- TASK GOAL
Beginning at the top of the listing, repeat each line exactly until the line with "pub fn pick_with<'a, R: Rng" has been repeated too.

- INPUT FOR THIS TASK
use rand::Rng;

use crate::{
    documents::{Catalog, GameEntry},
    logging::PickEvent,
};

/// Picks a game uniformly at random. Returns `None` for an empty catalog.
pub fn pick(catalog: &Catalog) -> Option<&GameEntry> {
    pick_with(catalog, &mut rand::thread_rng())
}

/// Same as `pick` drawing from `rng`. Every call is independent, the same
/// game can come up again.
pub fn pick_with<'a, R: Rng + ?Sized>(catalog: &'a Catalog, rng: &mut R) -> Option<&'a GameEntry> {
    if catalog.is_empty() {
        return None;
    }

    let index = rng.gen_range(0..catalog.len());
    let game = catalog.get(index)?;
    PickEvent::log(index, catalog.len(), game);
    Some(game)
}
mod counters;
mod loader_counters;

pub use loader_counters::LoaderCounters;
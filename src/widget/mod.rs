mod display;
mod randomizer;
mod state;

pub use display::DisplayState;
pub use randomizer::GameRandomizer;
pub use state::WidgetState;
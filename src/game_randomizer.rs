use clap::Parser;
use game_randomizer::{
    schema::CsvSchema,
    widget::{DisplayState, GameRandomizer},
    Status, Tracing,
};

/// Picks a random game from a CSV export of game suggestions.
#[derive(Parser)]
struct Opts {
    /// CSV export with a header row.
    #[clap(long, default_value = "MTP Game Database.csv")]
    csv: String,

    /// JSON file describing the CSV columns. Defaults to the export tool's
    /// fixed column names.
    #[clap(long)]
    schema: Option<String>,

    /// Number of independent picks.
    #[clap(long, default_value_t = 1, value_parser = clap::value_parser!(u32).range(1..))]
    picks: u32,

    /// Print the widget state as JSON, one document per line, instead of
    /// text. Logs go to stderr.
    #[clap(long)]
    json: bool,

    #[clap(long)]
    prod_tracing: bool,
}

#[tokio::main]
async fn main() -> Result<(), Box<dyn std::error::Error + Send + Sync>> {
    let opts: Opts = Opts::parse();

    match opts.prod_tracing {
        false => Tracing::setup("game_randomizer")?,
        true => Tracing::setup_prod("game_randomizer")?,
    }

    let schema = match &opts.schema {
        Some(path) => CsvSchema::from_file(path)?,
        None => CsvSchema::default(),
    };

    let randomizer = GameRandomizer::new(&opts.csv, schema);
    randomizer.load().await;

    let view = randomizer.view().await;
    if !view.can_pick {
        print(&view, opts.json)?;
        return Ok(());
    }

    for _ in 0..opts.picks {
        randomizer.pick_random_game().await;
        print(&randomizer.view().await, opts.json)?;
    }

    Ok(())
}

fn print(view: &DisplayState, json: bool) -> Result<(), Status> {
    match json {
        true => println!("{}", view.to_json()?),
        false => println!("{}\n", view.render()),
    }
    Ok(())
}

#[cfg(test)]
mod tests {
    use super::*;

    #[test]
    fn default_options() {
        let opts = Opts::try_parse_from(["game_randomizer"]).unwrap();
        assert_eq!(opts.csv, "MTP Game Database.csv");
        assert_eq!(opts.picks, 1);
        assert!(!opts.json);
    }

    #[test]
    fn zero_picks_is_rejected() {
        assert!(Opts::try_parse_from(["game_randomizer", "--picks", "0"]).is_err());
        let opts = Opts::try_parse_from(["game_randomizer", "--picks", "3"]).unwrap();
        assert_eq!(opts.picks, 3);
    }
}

- EXERCISE RESULT
use rand::Rng;

use crate::{
    documents::{Catalog, GameEntry},
    logging::PickEvent,
};

/// Picks a game uniformly at random. Returns `None` for an empty catalog.
pub fn pick(catalog: &Catalog) -> Option<&GameEntry> {
    pick_with(catalog, &mut rand::thread_rng())
}

/// Same as `pick` drawing from `rng`. Every call is independent, the same
/// game can come up again.
pub fn pick_with<'a, R: Rng + ?Sized>(catalog: &'a Catalog, rng: &mut R) -> Option<&'a GameEntry> {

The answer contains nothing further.